When I started dating Antique Daddy, every time we had a date, I would run out and buy a new outfit.
I wanted him to really really like me. How could he possibly really really like me if I were wearing something he had seen me wearing before? I wanted to look my best and wearing something new made me feel good and made me feel confident.
As I got ready for the She Speaks conference in North Carolina, I of course wanted to buy a new outfit because I wanted everyone to really really like me. I wanted to look my best and feel confident. Going to this conference was like going on a date with 550 women. As I type these words, I am fully aware of how crazy that sounds but I also know, ladies, that you know of what I speak.
The month before the conference, I went to my sister-in-law Annette who has a fabulous boutique filled with gorgeous things and she fixed me up with a nice business casual outfit — a Nic and Zoe crocheted sweater and matching pants. The sweater was a splurge, but it was perfect for the conference because first and foremost, it was cute. Second, it’s always cold in the hotels but hot outside, so layering was a good choice.

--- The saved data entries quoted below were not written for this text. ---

impl<'a, P: ControlPort + ?Sized> DownloadEngine<'a, P> {
    /// Create an engine for the given target.
    pub fn new(target: DownloadTarget<'a, P>) -> Self {
        Self {
            target,
            state: DownloadState::Idle,
            reset_held: false,
            release_error: None,
            cancel_check: None,
        }
    }

    /// Install a check consulted before every transfer.
    ///
    /// When it returns `true` the pass fails with [`Error::Cancelled`],
    /// exactly like a transfer failure.
    #[must_use]
    pub fn with_cancel_check<F>(mut self, check: F) -> Self
    where
        F: Fn() -> bool + 'a,
    {
        self.cancel_check = Some(Box::new(check));
        self
    }

    /// State reached by the last pass.
    pub fn state(&self) -> DownloadState {
        self.state
    }

    /// Error from a reset release attempted after a failed pass, if any.
    pub fn release_error(&self) -> Option<&Error> {
        self.release_error.as_ref()
    }

    /// Single-stage load of an image into on-chip RAM.
    pub fn load_ram(
        &mut self,
        image: &FirmwareImage,
        progress: &mut dyn FnMut(&str, usize, usize),
    ) -> Result<()> {
        info!(
            "Single stage: loading {} bytes into on-chip RAM via {}",
            image.total_len(),
            self.target.port_name()
        );
        let plan = DownloadPlan::ram(image.segments());
        self.run_pass(&plan, &mut |current, total| {
            progress("firmware", current, total);
        })
    }

    /// Load a second-stage loader, then the firmware through it.
    ///
    /// Both plans are validated before anything is sent, so an impossible
    /// request (EEPROM on a part without one, unreachable addresses) never
    /// touches the device.
    pub fn load_two_stage(
        &mut self,
        loader: &FirmwareImage,
        firmware: &FirmwareImage,
        destination: Destination,
        config: Option<u8>,
        progress: &mut dyn FnMut(&str, usize, usize),
    ) -> Result<()> {
        let loader_plan = DownloadPlan::ram(loader.segments());
        let firmware_plan = match destination {
            Destination::Ram => DownloadPlan::second_stage_ram(firmware.segments()),
            Destination::Eeprom => DownloadPlan::eeprom(firmware.segments(), config),
        };

        self.validate(&loader_plan)?;
        self.validate(&firmware_plan)?;

        info!("1st stage: loading 2nd stage loader");
        self.run_pass(&loader_plan, &mut |current, total| {
            progress("loader", current, total);
        })?;

        match destination {
            Destination::Ram => info!("2nd stage: loading firmware into RAM"),
            Destination::Eeprom => info!("2nd stage: writing firmware to EEPROM"),
        }
        self.run_pass(&firmware_plan, &mut |current, total| {
            progress("firmware", current, total);
        })
    }

    /// Check a plan against the profile without touching the device.
    pub fn validate(&self, plan: &DownloadPlan<'_>) -> Result<()> {
        let profile = &self.target.profile;

        if plan.destination == Destination::Eeprom && !profile.supports_eeprom {
            return Err(Error::UnsupportedOperation(format!(
                "{} does not support EEPROM programming",
                profile.family
            )));
        }

        let external_allowed = plan.destination == Destination::Ram
            && plan.ram_mode == RamMode::ExternalThenInternal;
        if !external_allowed {
            let limit = chunk_limit(profile, plan.destination);
            let chunks = protocol::split_segments(plan.segments, profile, limit);
            if let Some(chunk) = chunks.iter().find(|c| !c.internal) {
                return Err(Error::AddressOutOfRange {
                    address: chunk.address,
                    len: chunk.data.len(),
                });
            }
        }

        Ok(())
    }

    /// Run one pass.
    ///
    /// `progress` receives (bytes written, total bytes) after every chunk.
    pub fn run_pass(
        &mut self,
        plan: &DownloadPlan<'_>,
        progress: &mut dyn FnMut(usize, usize),
    ) -> Result<()> {
        self.state = DownloadState::Idle;
        self.reset_held = false;
        self.release_error = None;

        self.validate(plan)?;

        let outcome = match plan.destination {
            Destination::Ram => self.transfer_ram(plan, progress),
            Destination::Eeprom => self.transfer_eeprom(plan, progress),
        };
        self.finish(outcome)
    }

    fn transfer_ram(
        &mut self,
        plan: &DownloadPlan<'_>,
        progress: &mut dyn FnMut(usize, usize),
    ) -> Result<()> {
        let profile = self.target.profile;
        let chunks = protocol::split_segments(
            plan.segments,
            &profile,
            chunk_limit(&profile, Destination::Ram),
        );
        let (internal, external): (Vec<Chunk<'_>>, Vec<Chunk<'_>>) =
            chunks.into_iter().partition(|c| c.internal);

        let total: usize = internal
            .iter()
            .chain(&external)
            .map(|c| c.data.len())
            .sum();
        let mut written = 0;

        // CPU keeps running the loader while external memory is written.
        if !external.is_empty() {
            debug!("Writing {} external chunk(s) through the loader", external.len());
            self.state = DownloadState::Transferring;
            for chunk in &external {
                self.write_chunk(RW_MEMORY, chunk)?;
                written += chunk.data.len();
                progress(written, total);
            }
        }

        self.assert_reset()?;
        self.state = DownloadState::Transferring;
        debug!("Writing {} on-chip chunk(s)", internal.len());
        for chunk in &internal {
            self.write_chunk(RW_INTERNAL, chunk)?;
            written += chunk.data.len();
            progress(written, total);
        }

        Ok(())
    }

    fn transfer_eeprom(
        &mut self,
        plan: &DownloadPlan<'_>,
        progress: &mut dyn FnMut(usize, usize),
    ) -> Result<()> {
        let profile = self.target.profile;
        let identity = self.target.identity;
        let chunks = protocol::split_segments(
            plan.segments,
            &profile,
            chunk_limit(&profile, Destination::Eeprom),
        );

        let config = match plan.config {
            Some(config) if profile.eeprom_config_byte_supported => {
                let masked = config & profile.eeprom_config_mask;
                if masked != config {
                    warn!(
                        "{} ignores config bits 0x{:02X}",
                        profile.family,
                        config & !profile.eeprom_config_mask
                    );
                }
                masked
            },
            Some(config) => {
                warn!(
                    "{} has no EEPROM config byte, ignoring 0x{config:02X}",
                    profile.family
                );
                0
            },
            None => 0,
        };
        info!(
            "{}: EEPROM config = 0x{config:02X}, VID:PID {:04X}:{:04X}",
            profile.family, identity.vid, identity.pid
        );

        let total = plan.total_len();
        let mut written = 0;

        self.state = DownloadState::Transferring;

        // Make sure the EEPROM won't be used for booting if anything below fails.
        self.eeprom_write(0, &[EEPROM_NO_BOOT])?;

        let mut ee_addr = profile.eeprom_header_len() as u32;
        for chunk in &chunks {
            let header = protocol::eeprom_record_header(chunk.data.len(), chunk.address, false)?;
            self.check_cancelled()?;
            self.eeprom_write(ee_addr, &header)?;
            self.eeprom_write(ee_addr + EEPROM_RECORD_HEADER_LEN, chunk.data)?;
            ee_addr += EEPROM_RECORD_HEADER_LEN + chunk.data.len() as u32;

            written += chunk.data.len();
            progress(written, total);
        }

        // Last record: let the CPU run once the boot loader has copied everything.
        let header = protocol::eeprom_record_header(1, profile.reset_register_address, true)?;
        self.eeprom_write(ee_addr, &header)?;
        self.eeprom_write(
            ee_addr + EEPROM_RECORD_HEADER_LEN,
            &[profile.reset_release_value],
        )?;
        ee_addr += EEPROM_RECORD_HEADER_LEN + 1;

        let boot_header = protocol::eeprom_boot_header(
            &profile,
            identity.vid,
            identity.pid,
            identity.bcd_device,
            config,
        )?;
        self.eeprom_write(0, &boot_header)?;

        debug!("EEPROM image complete, {ee_addr} bytes used");
        Ok(())
    }

    fn finish(&mut self, outcome: Result<()>) -> Result<()> {
        let needs_release = self.reset_held || self.state == DownloadState::Transferring;

        match outcome {
            Ok(()) => {
                if needs_release {
                    if let Err(e) = self.release_reset() {
                        if !e.is_disconnect() {
                            self.state = DownloadState::Failed;
                            return Err(e);
                        }
                        debug!("Device re-enumerated on reset release: {e}");
                    }
                    self.state = DownloadState::ResetReleased;
                }
                self.state = DownloadState::Done;
                Ok(())
            },
            Err(err) => {
                if needs_release {
                    if let Err(e) = self.release_reset() {
                        warn!("Reset release after failed pass also failed: {e}");
                        self.release_error = Some(e);
                    }
                }
                self.state = DownloadState::Failed;
                Err(err)
            },
        }
    }

    fn assert_reset(&mut self) -> Result<()> {
        let profile = self.target.profile;
        debug!(
            "Holding CPU in reset (0x{:04X} <- 0x{:02X})",
            profile.reset_register_address, profile.reset_assert_value
        );
        // A failed write may still have halted the CPU.
        self.reset_held = true;
        self.target.port.control_write(
            RW_INTERNAL,
            profile.reset_register_address,
            &[profile.reset_assert_value],
        )?;
        self.state = DownloadState::ResetAsserted;
        Ok(())
    }

    fn release_reset(&mut self) -> Result<()> {
        let profile = self.target.profile;
        debug!(
            "Releasing CPU (0x{:04X} <- 0x{:02X})",
            profile.reset_register_address, profile.reset_release_value
        );
        self.target.port.control_write(
            RW_INTERNAL,
            profile.reset_register_address,
            &[profile.reset_release_value],
        )?;
        self.reset_held = false;
        Ok(())
    }

    fn write_chunk(&mut self, request: u8, chunk: &Chunk<'_>) -> Result<()> {
        self.check_cancelled()?;
        trace!(
            "Write 0x{request:02X}: {} bytes @ 0x{:04X}",
            chunk.data.len(),
            chunk.address
        );
        self.target
            .port
            .control_write(request, chunk.address, chunk.data)
    }

    fn eeprom_write(&mut self, offset: u32, data: &[u8]) -> Result<()> {
        trace!("EEPROM write: {} bytes @ 0x{offset:04X}", data.len());
        self.target.port.control_write(RW_EEPROM, offset, data)
    }

    fn check_cancelled(&self) -> Result<()> {
        if self.cancel_check.as_ref().is_some_and(|check| check()) {
            return Err(Error::Cancelled);
        }
        Ok(())
    }
}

For the month before the conference my expensive Nic and Zoe sweater hung in my closet and I gazed lovingly upon it. Sometimes I would even walk clear across the house to my closet just to look at it, like I was checking on sleeping baby. I would imagine myself striding confidently around the Charlotte Embassy Suites where publishers and agents would throw themselves at my feet with book contracts — because certainly anyone wearing a sweater as cute as that should be given a book contract. That’s how it works in the world of publishing. I think that’s how it happened for J.K. Rowling.
On the big day of the conference, I did wear the sweater and it was cute and it kept me warm in cold hotel. But it snagged on everything but air. It snagged on my purse, it snagged on my bag, it snagged on the clasps on my pants, it snagged on my folder and my ink pen. I don’t know how many times I had to beg the poor soul sitting next to me to separate me and my sweater from whatever it had glommed onto. By the end of the day, this sweater looked like something the lawn mower had spit out.

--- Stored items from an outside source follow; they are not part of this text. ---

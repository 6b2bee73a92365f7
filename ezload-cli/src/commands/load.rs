//! Load command implementation.

use {
    crate::{
        Chip, Cli, CliError, config::Config, parse_config_byte, parse_vid_pid, use_fancy_output,
        was_interrupted,
    },
    anyhow::{Context, Result},
    clap::Args,
    console::style,
    ezload::{
        ChipFamily, Destination, DeviceIdentity, DeviceSelector, DownloadEngine, DownloadTarget,
        FamilySource, FirmwareImage, ResolvedDevice, UsbPort, host,
    },
    indicatif::{ProgressBar, ProgressStyle},
    log::info,
    std::path::{Path, PathBuf},
};

/// Environment variable historically used by hotplug scripts.
const DEVICE_ENV: &str = "DEVICE";

/// Arguments of the `load` command.
#[derive(Debug, Args)]
pub(crate) struct LoadArgs {
    /// Firmware to load (Intel HEX).
    #[arg(short = 'I', long, value_name = "FILE")]
    pub firmware: PathBuf,

    /// Second-stage loader, loaded into on-chip RAM first.
    #[arg(short = 's', long, env = "EZLOAD_LOADER", value_name = "FILE")]
    pub loader: Option<PathBuf>,

    /// Write the boot EEPROM with this config byte (0-255; decimal, 0x hex or 0 octal).
    #[arg(short = 'c', long = "config-byte", value_name = "BYTE", value_parser = parse_config_byte)]
    pub config_byte: Option<u8>,

    /// Microcontroller type.
    #[arg(short = 't', long = "type", env = "EZLOAD_TYPE", value_enum)]
    pub chip: Option<Chip>,

    /// Device to use, as vid:pid in hex (falls back to $DEVICE).
    #[arg(
        short = 'D',
        long,
        env = "EZLOAD_DEVICE",
        value_name = "VID:PID",
        value_parser = parse_vid_pid
    )]
    pub device: Option<(u16, u16)>,
}

/// Device selection from arguments, then environment, then config.
fn device_selector(
    args: &LoadArgs,
    config: &Config,
    device_env: Option<&str>,
) -> Result<DeviceSelector> {
    let family = match args.chip {
        Some(chip) => Some(ChipFamily::from(chip)),
        None => config.family()?,
    };

    let vid_pid = match (args.device, device_env) {
        (Some(device), _) => Some(device),
        (None, Some(env)) => Some(parse_vid_pid(env).map_err(|e| {
            CliError::Usage(format!("${DEVICE_ENV}: {e}"))
        })?),
        (None, None) => config.vid_pid()?,
    };

    Ok(DeviceSelector::new(family, vid_pid))
}

/// EEPROM writes need a loader and a known microcontroller type.
fn check_eeprom_request(
    config_byte: Option<u8>,
    loader: Option<&Path>,
    resolved: Option<&ResolvedDevice>,
) -> Result<(), CliError> {
    if config_byte.is_none() {
        return Ok(());
    }
    if loader.is_none() {
        return Err(CliError::Usage(
            "need a second-stage loader (-s) to write the EEPROM".to_string(),
        ));
    }
    if resolved.is_some_and(|r| r.family_source == FamilySource::Default) {
        return Err(CliError::Usage(
            "must specify the microcontroller type (-t) to write the EEPROM".to_string(),
        ));
    }
    Ok(())
}

fn load_image(path: &Path) -> Result<FirmwareImage> {
    let image = FirmwareImage::from_file(path)
        .with_context(|| format!("Failed to load firmware {}", path.display()))?;
    info!(
        "Loaded {}: {} bytes in {} segment(s)",
        path.display(),
        image.total_len(),
        image.segments().len()
    );
    Ok(image)
}

fn progress_bar(quiet: bool) -> ProgressBar {
    if quiet || !use_fancy_output() {
        return ProgressBar::hidden();
    }

    let pb = ProgressBar::new(100);
    #[allow(clippy::unwrap_used)] // Static template string
    pb.set_style(
        ProgressStyle::default_bar()
            .template("{spinner:.green} [{elapsed_precise}] [{bar:40.cyan/blue}] {pos}% {msg}")
            .unwrap()
            .progress_chars("#>-"),
    );
    pb.set_draw_target(indicatif::ProgressDrawTarget::stderr());
    pb
}

/// Load command implementation.
pub(crate) fn cmd_load(cli: &Cli, config: &Config, args: &LoadArgs) -> Result<()> {
    let loader_path = args.loader.clone().or_else(|| config.load.loader.clone());
    check_eeprom_request(args.config_byte, loader_path.as_deref(), None)?;

    // Parse everything before touching the device.
    let firmware = load_image(&args.firmware)?;
    let loader = loader_path.as_deref().map(load_image).transpose()?;

    let table = config.known_device_table()?;
    let device_env = std::env::var(DEVICE_ENV).ok();
    let selector = device_selector(args, config, device_env.as_deref())?;
    let resolved = host::resolve_device(&table, selector)?;
    check_eeprom_request(args.config_byte, loader_path.as_deref(), Some(&resolved))?;

    match resolved.family_source {
        FamilySource::Default => info!("microcontroller type: {} (default)", resolved.family),
        _ => info!("microcontroller type: {}", resolved.family),
    }

    let mut port = UsbPort::open(resolved.vid, resolved.pid).with_context(|| {
        format!(
            "Failed to open device {:04x}:{:04x}",
            resolved.vid, resolved.pid
        )
    })?;
    if !cli.quiet {
        eprintln!(
            "{} Using {} ({})",
            style("🔌").cyan(),
            style(format!("{:04x}:{:04x}", resolved.vid, resolved.pid)).cyan(),
            resolved.family
        );
    }

    let identity = DeviceIdentity::from(port.info());
    let target = DownloadTarget::new(&mut port, *resolved.family.profile(), identity);
    let mut engine = DownloadEngine::new(target).with_cancel_check(was_interrupted);

    let pb = progress_bar(cli.quiet);
    let mut current_stage = String::new();
    let mut progress = |stage: &str, current: usize, total: usize| {
        if stage != current_stage {
            current_stage = stage.to_string();
            pb.set_message(format!("Loading {stage}"));
        }
        if total > 0 {
            pb.set_position((current * 100 / total) as u64);
        }
    };

    let result = match &loader {
        Some(loader) => {
            let destination = if args.config_byte.is_some() {
                Destination::Eeprom
            } else {
                Destination::Ram
            };
            engine.load_two_stage(
                loader,
                &firmware,
                destination,
                args.config_byte,
                &mut progress,
            )
        },
        None => engine.load_ram(&firmware, &mut progress),
    };

    match result {
        Ok(()) => pb.finish_with_message("Complete"),
        Err(ezload::Error::Cancelled) => {
            pb.abandon();
            return Err(CliError::Cancelled("Interrupted".to_string()).into());
        },
        Err(e) => {
            pb.abandon();
            return Err(e).context("Firmware download failed");
        },
    }

    if !cli.quiet {
        let what = if args.config_byte.is_some() {
            "EEPROM written"
        } else {
            "Firmware loaded"
        };
        eprintln!("{} {what}", style("✓").green().bold());
    }

    Ok(())
}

But I really didn’t care. Although my sweater was frayed, my confidence was intact. You see, I learned long ago that while I enjoy new and pretty things, sweaters and the other things of this world will sooner or later, ravel and fray, disappoint and fail. Even people who not only really really like me but love me, will ultimately fail me — if for no other reason than that someday they will die.
My confidence comes not from what I wear but from the knowledge of Whose I am.